[Recorded data]
※ ※ ※

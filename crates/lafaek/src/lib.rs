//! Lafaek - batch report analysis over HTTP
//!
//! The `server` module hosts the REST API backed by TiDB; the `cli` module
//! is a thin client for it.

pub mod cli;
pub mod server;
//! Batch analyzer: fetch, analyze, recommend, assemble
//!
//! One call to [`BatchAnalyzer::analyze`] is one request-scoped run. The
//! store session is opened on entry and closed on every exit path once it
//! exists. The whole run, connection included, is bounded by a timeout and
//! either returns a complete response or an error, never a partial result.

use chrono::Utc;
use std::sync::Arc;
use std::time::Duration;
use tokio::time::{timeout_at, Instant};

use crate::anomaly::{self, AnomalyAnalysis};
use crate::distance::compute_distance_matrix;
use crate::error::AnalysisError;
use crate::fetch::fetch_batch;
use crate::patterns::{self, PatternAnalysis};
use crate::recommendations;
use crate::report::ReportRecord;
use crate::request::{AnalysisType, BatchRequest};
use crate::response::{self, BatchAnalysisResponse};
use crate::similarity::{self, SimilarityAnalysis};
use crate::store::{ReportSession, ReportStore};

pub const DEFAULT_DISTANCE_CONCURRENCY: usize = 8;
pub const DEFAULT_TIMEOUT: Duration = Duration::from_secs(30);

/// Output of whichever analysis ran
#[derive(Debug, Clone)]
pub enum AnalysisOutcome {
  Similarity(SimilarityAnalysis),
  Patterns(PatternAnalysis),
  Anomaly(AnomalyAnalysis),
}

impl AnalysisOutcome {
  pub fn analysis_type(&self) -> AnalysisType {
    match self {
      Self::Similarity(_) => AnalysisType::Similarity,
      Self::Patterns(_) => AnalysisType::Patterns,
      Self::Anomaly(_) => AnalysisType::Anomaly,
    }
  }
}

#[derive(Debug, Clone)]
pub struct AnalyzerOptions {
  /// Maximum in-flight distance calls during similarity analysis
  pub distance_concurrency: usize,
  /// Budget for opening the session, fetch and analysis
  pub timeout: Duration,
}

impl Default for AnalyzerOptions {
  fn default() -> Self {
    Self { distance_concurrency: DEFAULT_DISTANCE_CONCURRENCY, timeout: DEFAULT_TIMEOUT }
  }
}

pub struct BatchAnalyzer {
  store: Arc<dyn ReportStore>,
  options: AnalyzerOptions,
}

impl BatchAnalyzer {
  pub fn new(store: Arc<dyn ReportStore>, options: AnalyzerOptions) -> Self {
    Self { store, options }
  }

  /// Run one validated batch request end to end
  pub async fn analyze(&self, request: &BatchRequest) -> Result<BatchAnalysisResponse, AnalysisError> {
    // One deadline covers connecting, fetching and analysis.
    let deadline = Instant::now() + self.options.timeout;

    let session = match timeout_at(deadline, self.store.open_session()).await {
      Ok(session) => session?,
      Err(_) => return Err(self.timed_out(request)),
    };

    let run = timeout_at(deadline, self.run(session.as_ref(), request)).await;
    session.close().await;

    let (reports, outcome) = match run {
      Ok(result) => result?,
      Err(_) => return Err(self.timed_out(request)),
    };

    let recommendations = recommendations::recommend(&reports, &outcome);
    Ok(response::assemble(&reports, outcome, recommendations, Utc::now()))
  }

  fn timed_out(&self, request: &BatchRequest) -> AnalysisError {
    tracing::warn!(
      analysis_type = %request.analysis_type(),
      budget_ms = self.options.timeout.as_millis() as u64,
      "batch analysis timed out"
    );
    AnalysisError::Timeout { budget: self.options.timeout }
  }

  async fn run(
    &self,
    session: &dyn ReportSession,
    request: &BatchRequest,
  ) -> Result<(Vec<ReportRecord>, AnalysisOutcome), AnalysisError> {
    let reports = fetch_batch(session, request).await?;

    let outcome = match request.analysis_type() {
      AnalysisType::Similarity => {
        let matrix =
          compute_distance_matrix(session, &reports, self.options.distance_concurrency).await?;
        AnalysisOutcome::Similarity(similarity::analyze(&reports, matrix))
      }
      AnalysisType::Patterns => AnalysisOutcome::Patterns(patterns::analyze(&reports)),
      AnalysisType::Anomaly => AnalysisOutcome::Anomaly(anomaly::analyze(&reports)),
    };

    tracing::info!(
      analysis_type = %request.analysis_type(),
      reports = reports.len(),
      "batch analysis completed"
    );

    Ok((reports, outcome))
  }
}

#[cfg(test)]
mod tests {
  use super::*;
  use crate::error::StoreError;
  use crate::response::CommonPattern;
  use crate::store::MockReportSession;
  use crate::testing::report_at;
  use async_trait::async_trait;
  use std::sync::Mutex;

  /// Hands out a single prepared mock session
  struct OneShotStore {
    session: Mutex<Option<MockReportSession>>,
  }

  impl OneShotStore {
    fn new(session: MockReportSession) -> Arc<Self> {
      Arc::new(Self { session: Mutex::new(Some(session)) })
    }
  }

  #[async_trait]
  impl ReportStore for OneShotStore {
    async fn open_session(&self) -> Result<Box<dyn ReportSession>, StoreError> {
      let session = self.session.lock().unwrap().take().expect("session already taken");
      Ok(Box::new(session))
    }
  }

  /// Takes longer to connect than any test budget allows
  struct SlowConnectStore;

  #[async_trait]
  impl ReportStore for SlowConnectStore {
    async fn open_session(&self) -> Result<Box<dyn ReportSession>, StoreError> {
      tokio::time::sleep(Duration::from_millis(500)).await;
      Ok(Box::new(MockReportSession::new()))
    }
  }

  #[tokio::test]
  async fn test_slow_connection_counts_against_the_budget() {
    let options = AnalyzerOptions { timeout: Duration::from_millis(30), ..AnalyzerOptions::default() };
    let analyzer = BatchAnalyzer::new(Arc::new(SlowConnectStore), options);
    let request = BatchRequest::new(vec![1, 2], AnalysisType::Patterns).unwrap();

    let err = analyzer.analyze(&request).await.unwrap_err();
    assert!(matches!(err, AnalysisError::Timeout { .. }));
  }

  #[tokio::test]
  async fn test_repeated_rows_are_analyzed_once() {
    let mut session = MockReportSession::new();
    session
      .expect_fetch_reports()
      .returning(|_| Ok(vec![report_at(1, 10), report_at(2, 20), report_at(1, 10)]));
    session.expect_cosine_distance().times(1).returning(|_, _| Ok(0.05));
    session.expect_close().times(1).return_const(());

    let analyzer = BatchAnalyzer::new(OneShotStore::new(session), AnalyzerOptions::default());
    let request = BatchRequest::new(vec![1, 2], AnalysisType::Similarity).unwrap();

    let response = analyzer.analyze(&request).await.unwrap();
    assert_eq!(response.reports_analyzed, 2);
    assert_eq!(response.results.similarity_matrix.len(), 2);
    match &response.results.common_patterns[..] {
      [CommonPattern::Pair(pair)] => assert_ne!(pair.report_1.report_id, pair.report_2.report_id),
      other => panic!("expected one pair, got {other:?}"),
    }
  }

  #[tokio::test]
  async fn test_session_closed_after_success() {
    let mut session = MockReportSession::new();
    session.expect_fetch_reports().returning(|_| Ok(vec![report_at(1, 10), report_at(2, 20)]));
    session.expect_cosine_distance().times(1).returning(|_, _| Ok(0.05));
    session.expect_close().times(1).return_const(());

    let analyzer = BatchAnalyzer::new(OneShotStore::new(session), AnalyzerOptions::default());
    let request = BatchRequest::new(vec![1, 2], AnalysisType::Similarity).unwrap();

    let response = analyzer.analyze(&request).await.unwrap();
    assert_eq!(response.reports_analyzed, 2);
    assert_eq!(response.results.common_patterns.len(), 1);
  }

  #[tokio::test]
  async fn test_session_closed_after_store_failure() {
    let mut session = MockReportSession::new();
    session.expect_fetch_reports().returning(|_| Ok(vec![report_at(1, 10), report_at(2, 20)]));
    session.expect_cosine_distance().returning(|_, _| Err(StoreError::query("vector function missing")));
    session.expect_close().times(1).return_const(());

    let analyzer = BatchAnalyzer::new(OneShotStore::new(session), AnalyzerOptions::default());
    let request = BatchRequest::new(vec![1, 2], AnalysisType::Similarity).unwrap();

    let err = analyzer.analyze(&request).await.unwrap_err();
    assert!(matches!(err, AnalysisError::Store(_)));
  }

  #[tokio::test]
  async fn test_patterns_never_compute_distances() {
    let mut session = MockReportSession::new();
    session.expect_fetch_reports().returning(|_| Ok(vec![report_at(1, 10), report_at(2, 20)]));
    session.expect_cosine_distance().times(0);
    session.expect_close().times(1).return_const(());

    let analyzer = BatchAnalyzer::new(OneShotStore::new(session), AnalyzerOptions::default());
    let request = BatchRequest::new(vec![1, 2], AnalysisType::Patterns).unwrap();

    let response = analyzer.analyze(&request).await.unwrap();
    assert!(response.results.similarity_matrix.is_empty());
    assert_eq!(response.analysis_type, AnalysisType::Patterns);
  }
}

※ ※ ※

Work task:
A bare number is expected: how many lines above contain the word "SimilarityAnalysis"?

Written reply:
2